CHECKLIST FOR MOVING AND LIFTING

 

MOVING TO THE SIDE OF THE BED

Stand facing patient at the side of the bed.

A.    Assume a broad stance, one leg forward of the other with knees and hips flexed, bring arms to the level of the bed.

B.    Place

one arm under shoulders and neck pf patient and another arm under small of patient’s back.

C.    Shift body weight from front to back foot, rock backward to a crouch position, bringing patients towards his side. Nurse’s hips come downwards as he rocks backwards. Patient should be pulled.

 

HELPING THE PATIENT TURN ON HIS SIDE

1.      Stand at the side of the bed towards which patient is to be turned. Place patient’s far arm across his chest and far leg over near leg, near arm is lateral to and away from his body.

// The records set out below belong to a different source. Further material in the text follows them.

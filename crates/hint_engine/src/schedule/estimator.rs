//! Adaptive update-rate estimator
//!
//! Keeps a short history of when an element changed and extrapolates when
//! it will most likely change next. Sessions use the prediction to delay a
//! recompute until a second element is due anyway.

use std::collections::VecDeque;
use std::time::{Duration, Instant};

use parking_lot::Mutex;

/// Updates closer together than this count once
pub const MIN_SPACING: Duration = Duration::from_millis(50);

/// Samples older than this are forgotten
pub const RETENTION: Duration = Duration::from_secs(30);

/// Hard cap on stored samples (`RETENTION / MIN_SPACING`)
pub const MAX_SAMPLES: usize = 600;

#[derive(Debug, Default)]
struct EstimatorState {
    samples: VecDeque<Instant>,
    /// Memoized prediction; outer `None` means "not computed yet"
    cached: Option<Option<Instant>>,
}

/// Per-element update history and next-update prediction
#[derive(Debug, Default)]
pub struct UpdateEstimator {
    state: Mutex<EstimatorState>,
}

impl UpdateEstimator {
    /// Create an estimator with no history
    pub fn new() -> Self {
        Self::default()
    }

    /// Record an update at `now`
    pub fn record(&self, now: Instant) {
        let mut state = self.state.lock();

        if let Some(&last) = state.samples.back() {
            if now.saturating_duration_since(last) < MIN_SPACING {
                return;
            }
        }

        state.samples.push_back(now);
        while let Some(&oldest) = state.samples.front() {
            let expired = now.saturating_duration_since(oldest) > RETENTION;
            if expired || state.samples.len() > MAX_SAMPLES {
                state.samples.pop_front();
            } else {
                break;
            }
        }
        state.cached = None;
    }

    /// Predicted time of the next update, `None` when unknown
    pub fn estimate_next(&self) -> Option<Instant> {
        let mut state = self.state.lock();
        if let Some(cached) = state.cached {
            return cached;
        }

        let estimate = extrapolate(&state.samples);
        state.cached = Some(estimate);
        estimate
    }

    /// Number of retained samples
    pub fn sample_count(&self) -> usize {
        self.state.lock().samples.len()
    }

    /// Forget all history
    pub fn reset(&self) {
        let mut state = self.state.lock();
        state.samples.clear();
        state.cached = None;
    }
}

/// Fit inter-arrival gaps against their index and predict the next gap
fn extrapolate(samples: &VecDeque<Instant>) -> Option<Instant> {
    if samples.len() < 2 {
        return None;
    }

    let gaps: Vec<f64> = samples
        .iter()
        .zip(samples.iter().skip(1))
        .map(|(a, b)| b.saturating_duration_since(*a).as_secs_f64())
        .collect();

    let next_gap = if gaps.len() == 1 {
        gaps[0]
    } else {
        let n = gaps.len() as f64;
        let mean_x = (n - 1.0) / 2.0;
        let mean_y = gaps.iter().sum::<f64>() / n;

        let (mut covariance, mut variance) = (0.0, 0.0);
        for (i, gap) in gaps.iter().enumerate() {
            let dx = i as f64 - mean_x;
            covariance += dx * (gap - mean_y);
            variance += dx * dx;
        }

        let slope = covariance / variance;
        let intercept = mean_y - slope * mean_x;
        intercept + slope * n
    };

    if !next_gap.is_finite() || next_gap <= 0.0 {
        return None;
    }

    let last = *samples.back()?;
    last.checked_add(Duration::try_from_secs_f64(next_gap).ok()?)
}
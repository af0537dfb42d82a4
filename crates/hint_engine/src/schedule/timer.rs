//! Action timer with merge policies and a pausable repeating ticker
//!
//! Both timers are driven with explicit instants so the owning loop decides
//! what "now" is. Neither spawns threads or sleeps.

use std::time::{Duration, Instant};

use super::{ScheduleError, ScheduleResult};

/// How a new request combines with an already scheduled action
#[derive(Debug, Clone, Copy, PartialEq, Eq)]
pub enum MergePolicy {
    /// Keep whichever deadline is earlier
    KeepFastest,
    /// Keep whichever deadline is later
    KeepSlowest,
    /// Replace the deadline unconditionally
    Override,
}

impl MergePolicy {
    fn merge(self, current: Instant, requested: Instant) -> Instant {
        match self {
            MergePolicy::KeepFastest => current.min(requested),
            MergePolicy::KeepSlowest => current.max(requested),
            MergePolicy::Override => requested,
        }
    }
}

/// Single pending deadline that fires once
#[derive(Debug, Clone, Default)]
pub struct ActionTimer {
    next_action: Option<Instant>,
    paused: bool,
}

impl ActionTimer {
    /// Unscheduled, running timer
    pub fn new() -> Self {
        Self::default()
    }

    /// Request the action `delay` after `now`, merged with any pending deadline
    ///
    /// A delay too long to represent means "never": it leaves an earlier
    /// deadline alone under [`MergePolicy::KeepFastest`] and unschedules the
    /// action under the other policies. Returns the resulting deadline.
    pub fn schedule(&mut self, now: Instant, delay: Duration, policy: MergePolicy) -> Option<Instant> {
        match now.checked_add(delay) {
            Some(requested) => Some(self.schedule_at(requested, policy)),
            None => {
                if policy != MergePolicy::KeepFastest {
                    self.next_action = None;
                }
                self.next_action
            }
        }
    }

    /// Request the action at an absolute instant
    pub fn schedule_at(&mut self, at: Instant, policy: MergePolicy) -> Instant {
        let next = match self.next_action {
            Some(current) => policy.merge(current, at),
            None => at,
        };
        self.next_action = Some(next);
        next
    }

    /// Consume the deadline if it has passed
    ///
    /// The deadline is cleared before returning `true`, so requests made by
    /// the action itself start a fresh schedule.
    pub fn take_due(&mut self, now: Instant) -> bool {
        if self.paused {
            return false;
        }
        match self.next_action {
            Some(at) if at <= now => {
                self.next_action = None;
                true
            }
            _ => false,
        }
    }

    /// Pending deadline, if any
    pub fn next_action(&self) -> Option<Instant> {
        self.next_action
    }

    /// Deadline the owner should wake for; `None` while paused
    pub fn wake_at(&self) -> Option<Instant> {
        if self.paused {
            None
        } else {
            self.next_action
        }
    }

    /// Drop the pending deadline
    pub fn cancel(&mut self) {
        self.next_action = None;
    }

    /// Hold the deadline without firing; requests still merge
    pub fn pause(&mut self) {
        self.paused = true;
    }

    /// Let a held deadline fire again
    pub fn resume(&mut self) {
        self.paused = false;
    }

    /// Whether the timer is held
    pub fn is_paused(&self) -> bool {
        self.paused
    }
}

/// Fixed-period ticker that can be paused and resumed
#[derive(Debug, Clone)]
pub struct RepeatingTimer {
    interval: Duration,
    next_tick: Instant,
    paused_at: Option<Instant>,
}

impl RepeatingTimer {
    /// First tick fires one `interval` after `now`
    pub fn new(interval: Duration, now: Instant) -> ScheduleResult<Self> {
        if interval.is_zero() {
            return Err(ScheduleError::ZeroInterval);
        }
        Ok(Self {
            interval,
            next_tick: now + interval,
            paused_at: None,
        })
    }

    /// Returns `true` once per elapsed period; missed periods collapse into one tick
    pub fn poll(&mut self, now: Instant) -> bool {
        if self.paused_at.is_some() || now < self.next_tick {
            return false;
        }

        self.next_tick += self.interval;
        if self.next_tick <= now {
            self.next_tick = now + self.interval;
        }
        true
    }

    /// Next tick, `None` while paused
    pub fn next_tick(&self) -> Option<Instant> {
        match self.paused_at {
            Some(_) => None,
            None => Some(self.next_tick),
        }
    }

    /// Current period
    pub fn interval(&self) -> Duration {
        self.interval
    }

    /// Change the period; the next tick is one new period after `now`
    pub fn set_interval(&mut self, interval: Duration, now: Instant) -> ScheduleResult<()> {
        if interval.is_zero() {
            return Err(ScheduleError::ZeroInterval);
        }
        self.interval = interval;
        self.next_tick = now + interval;
        Ok(())
    }

    /// Stop ticking, remembering when
    pub fn pause(&mut self, now: Instant) {
        if self.paused_at.is_none() {
            self.paused_at = Some(now);
        }
    }

    /// Resume keeping the time that was left when paused
    pub fn resume(&mut self, now: Instant) {
        if let Some(paused_at) = self.paused_at.take() {
            self.next_tick += now.saturating_duration_since(paused_at);
        }
    }

    /// Whether the ticker is stopped
    pub fn is_paused(&self) -> bool {
        self.paused_at.is_some()
    }
}
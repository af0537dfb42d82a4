//! Element model, floating placement and payload composition

pub mod elements;
pub mod placement;
pub mod compose;

pub use elements::{
    Boundary, Content, ContentContext, ContentError, DynamicLayout, Element, ElementKey, ElementKind,
    ElementState, HorizontalAlign, Margin, OverflowStrategy, Priority, StaticLayout, SyncSpeed,
    VerticalAnchor,
};
pub use placement::{find_position, PlacementRequest};
pub use compose::{Composer, Composition, PlacementMemory};
//! Collision-avoiding placement of floating elements
//!
//! Breadth-first search over a grid of candidate positions around the
//! target. The first candidate whose padded box overlaps nothing wins, so
//! the result is among the closest in step count. A position chosen on an
//! earlier pass is kept while it stays free.

use std::collections::{HashSet, VecDeque};

use super::elements::{Boundary, Margin, OverflowStrategy};
use crate::foundation::math::{Point2, Rect};

/// Upper bound on candidates examined in one search
pub const MAX_CANDIDATES: usize = 50_000;

/// Everything the search needs to know about one floating element
#[derive(Debug, Clone, Copy)]
pub struct PlacementRequest {
    /// Preferred bottom-centre position
    pub target: Point2,
    /// Measured block width
    pub width: f32,
    /// Measured block height
    pub height: f32,
    /// Region candidates must stay within
    pub boundary: Boundary,
    /// Padding of the collision box
    pub margin: Margin,
    /// Fallback when the region is exhausted
    pub overflow: OverflowStrategy,
    /// Position chosen for this element on the previous pass
    pub previous: Option<Point2>,
}

impl PlacementRequest {
    /// Padded collision box with the bottom centre at `position`
    pub fn footprint(&self, position: Point2) -> Rect {
        Rect::centered_bottom(position.x, position.y, self.width, self.height).expand(
            self.margin.left,
            self.margin.right,
            self.margin.top,
            self.margin.bottom,
        )
    }

    fn is_free(&self, position: Point2, obstacles: &[Rect]) -> bool {
        let footprint = self.footprint(position);
        !obstacles.iter().any(|obstacle| footprint.intersects(obstacle))
    }
}

/// Find a free position for `request` among `obstacles`
///
/// Returns `None` only when the search is exhausted and the element asked to
/// be hidden on overflow.
pub fn find_position(request: &PlacementRequest, obstacles: &[Rect], step: f32) -> Option<Point2> {
    if let Some(previous) = request.previous {
        if request.boundary.contains(previous.x, previous.y) && request.is_free(previous, obstacles) {
            return Some(previous);
        }
    }

    if let Some(position) = search(request, obstacles, step) {
        return Some(position);
    }

    match request.overflow {
        OverflowStrategy::Hide => None,
        OverflowStrategy::StayInPosition => Some(request.target),
    }
}

fn search(request: &PlacementRequest, obstacles: &[Rect], step: f32) -> Option<Point2> {
    let target = request.target;
    if request.is_free(target, obstacles) {
        return Some(target);
    }
    if !(step > 0.0) {
        return None;
    }

    let candidate = |(i, j): (i32, i32)| Point2::new(target.x + i as f32 * step, target.y + j as f32 * step);

    let mut visited: HashSet<(i32, i32)> = HashSet::new();
    let mut queue = VecDeque::new();
    visited.insert((0, 0));
    queue.push_back((0, 0));

    while let Some((i, j)) = queue.pop_front() {
        for cell in [(i + 1, j), (i - 1, j), (i, j + 1), (i, j - 1)] {
            if visited.len() >= MAX_CANDIDATES {
                log::debug!("Placement search gave up after {} candidates", MAX_CANDIDATES);
                return None;
            }
            if !visited.insert(cell) {
                continue;
            }

            let position = candidate(cell);
            if !request.boundary.contains(position.x, position.y) {
                continue;
            }
            if request.is_free(position, obstacles) {
                return Some(position);
            }
            queue.push_back(cell);
        }
    }

    None
}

2.      Stand opposite to the patient’s waist and face side of the bed with one foot a step in front of the other.

3.      Place one hand on patient’s far shoulder and one hand on his far hip.

4.      Shift weight from forwarded leg to rear leg, patient is turned towards the nurse hips come downward.

5.      Patient is stopped by nurse’s elbows, which come to rest on mattress at the edge of the bed.

 

RAISING SHOULDERS OF THE HELPLESS PATIENT

1.      Stand at side of the side of the bed and face patient head.

2.      Assume a wide stance with foot next to bed behind the other foot.

3.      Pass arm over the patient’s near shoulders and rest hand between patient’s shoulder blades.

4.      Rock backward, shift weight from forwarded foot to rear foot, hips coming straight down.

 

RAISING THE SHOULDERS OF TH SEMI HELPLESS PATIENT

1.      Stand at one side of the bed facing the head of the patient. Foot next to bed is to rear and the other foot forward. Provide wide base of support.

2.      Bend knees to bring arm next to bed down to a level with a surface of the bed.

3.      With elbow on the patient‘s bed grasps the nurse’s arm in the same manner.

4.      Rock forward, shift weight from forwarded foot to rear foot to bring hips downward. Elbow remains on bed, which serves as fulcrum.

 

MOVING THE HELPLESS PATIENT UP IN BED

1.      Stand at the side of the bed and face the far corner of the foot of the bed.

2.      Flex knees so that arms are leveled with the bed. Put arm under patient, one arm under patient’s head and shoulders, one hand under small of his back.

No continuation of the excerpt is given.